══ Data for processing

//! Performance bonus ledger.

use std::collections::BTreeMap;
use std::fmt;

use chrono::{DateTime, Duration, Utc};
use serde::{Deserialize, Serialize};

use super::collection::{Collection, Document};

/// Money amount in cents.
#[derive(Debug, Clone, Copy, Default, PartialEq, Eq, PartialOrd, Ord, Serialize, Deserialize)]
#[serde(transparent)]
pub struct Cents(pub u64);

impl Cents {
    pub const ZERO: Cents = Cents(0);

    pub fn is_zero(&self) -> bool {
        self.0 == 0
    }
}

/// Renders as dollars with thousands separators, e.g. `$1,234.56`.
impl fmt::Display for Cents {
    fn fmt(&self, f: &mut fmt::Formatter<'_>) -> fmt::Result {
        let dollars = (self.0 / 100).to_string();
        let mut grouped = String::with_capacity(dollars.len() + dollars.len() / 3);
        for (i, c) in dollars.chars().enumerate() {
            if i > 0 && (dollars.len() - i) % 3 == 0 {
                grouped.push(',');
            }
            grouped.push(c);
        }
        write!(f, "${}.{:02}", grouped, self.0 % 100)
    }
}

/// Bonuses received by one member.
#[derive(Debug, Clone, Default, PartialEq, Eq, Serialize, Deserialize)]
pub struct BonusLedger {
    /// Sum of every non-zero award. Never decreases.
    pub total: Cents,
    /// Award times inside the rate-limit window, oldest first.
    #[serde(default)]
    pub timestamps: Vec<DateTime<Utc>>,
}

impl BonusLedger {
    /// Drops award times that fell out of the window ending at `now`.
    pub fn prune(&mut self, now: DateTime<Utc>, window: Duration) {
        self.timestamps.retain(|t| now - *t < window);
    }

    /// Awards counted against the limit at `now`.
    pub fn recent(&self, now: DateTime<Utc>, window: Duration) -> usize {
        self.timestamps.iter().filter(|t| now - **t < window).count()
    }

    pub fn record(&mut self, amount: Cents, at: DateTime<Utc>) {
        self.total = Cents(self.total.0 + amount.0);
        self.timestamps.push(at);
    }
}

/// Ledgers keyed by recipient member ID.
#[derive(Debug, Clone, Default, PartialEq, Eq, Serialize, Deserialize)]
#[serde(transparent)]
pub struct BonusLedgers {
    members: BTreeMap<u64, BonusLedger>,
}

impl Document for BonusLedgers {
    const COLLECTION: Collection = Collection::PerformanceBonuses;
    const VERSION: i32 = 1;
}

impl BonusLedgers {
    pub fn ledger_mut(&mut self, member_id: u64) -> &mut BonusLedger {
        self.members.entry(member_id).or_default()
    }

    pub fn total_for(&self, member_id: u64) -> Cents {
        self.members
            .get(&member_id)
            .map(|l| l.total)
            .unwrap_or(Cents::ZERO)
    }

    /// Recipients ordered by descending total; ties by ascending member ID.
    pub fn leaderboard(&self) -> Vec<(u64, Cents)> {
        let mut rows: Vec<(u64, Cents)> = self
            .members
            .iter()
            .filter(|(_, l)| !l.total.is_zero())
            .map(|(id, l)| (*id, l.total))
            .collect();
        rows.sort_by(|a, b| b.1.cmp(&a.1));
        rows
    }
}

════

Exercise instructions = All of the entries above need to be printed again exactly.

Response to the task =
//! Performance bonus ledger.

use std::collections::BTreeMap;
use std::fmt;

use chrono::{DateTime, Duration, Utc};
use serde::{Deserialize, Serialize};

use super::collection::{Collection, Document};

/// Money amount in cents.
#[derive(Debug, Clone, Copy, Default, PartialEq, Eq, PartialOrd, Ord, Serialize, Deserialize)]
#[serde(transparent)]
pub struct Cents(pub u64);

impl Cents {
    pub const ZERO: Cents = Cents(0);

    pub fn is_zero(&self) -> bool {
        self.0 == 0
    }
}

/// Renders as dollars with thousands separators, e.g. `$1,234.56`.
impl fmt::Display for Cents {
    fn fmt(&self, f: &mut fmt::Formatter<'_>) -> fmt::Result {
        let dollars = (self.0 / 100).to_string();
        let mut grouped = String::with_capacity(dollars.len() + dollars.len() / 3);
        for (i, c) in dollars.chars().enumerate() {
            if i > 0 && (dollars.len() - i) % 3 == 0 {
                grouped.push(',');
            }
            grouped.push(c);
        }
        write!(f, "${}.{:02}", grouped, self.0 % 100)
    }
}

/// Bonuses received by one member.
#[derive(Debug, Clone, Default, PartialEq, Eq, Serialize, Deserialize)]
pub struct BonusLedger {
    /// Sum of every non-zero award. Never decreases.
    pub total: Cents,
    /// Award times inside the rate-limit window, oldest first.
    #[serde(default)]
    pub timestamps: Vec<DateTime<Utc>>,
}

impl BonusLedger {
    /// Drops award times that fell out of the window ending at `now`.
    pub fn prune(&mut self, now: DateTime<Utc>, window: Duration) {
        self.timestamps.retain(|t| now - *t < window);
    }

    /// Awards counted against the limit at `now`.
    pub fn recent(&self, now: DateTime<Utc>, window: Duration) -> usize {
        self.timestamps.iter().filter(|t| now - **t < window).count()
    }

    pub fn record(&mut self, amount: Cents, at: DateTime<Utc>) {
        self.total = Cents(self.total.0 + amount.0);
        self.timestamps.push(at);
    }
}

/// Ledgers keyed by recipient member ID.
#[derive(Debug, Clone, Default, PartialEq, Eq, Serialize, Deserialize)]
#[serde(transparent)]
pub struct BonusLedgers {
    members: BTreeMap<u64, BonusLedger>,
}

impl Document for BonusLedgers {
    const COLLECTION: Collection = Collection::PerformanceBonuses;
    const VERSION: i32 = 1;
}

impl BonusLedgers {
    pub fn ledger_mut(&mut self, member_id: u64) -> &mut BonusLedger {
        self.members.entry(member_id).or_default()
    }

    pub fn total_for(&self, member_id: u64) -> Cents {
        self.members
            .get(&member_id)
            .map(|l| l.total)
            .unwrap_or(Cents::ZERO)
    }

    /// Recipients ordered by descending total; ties by ascending member ID.
    pub fn leaderboard(&self) -> Vec<(u64, Cents)> {
        let mut rows: Vec<(u64, Cents)> = self
            .members
            .iter()
            .filter(|(_, l)| !l.total.is_zero())
            .map(|(id, l)| (*id, l.total))
            .collect();
        rows.sort_by(|a, b| b.1.cmp(&a.1));
        rows
    }
}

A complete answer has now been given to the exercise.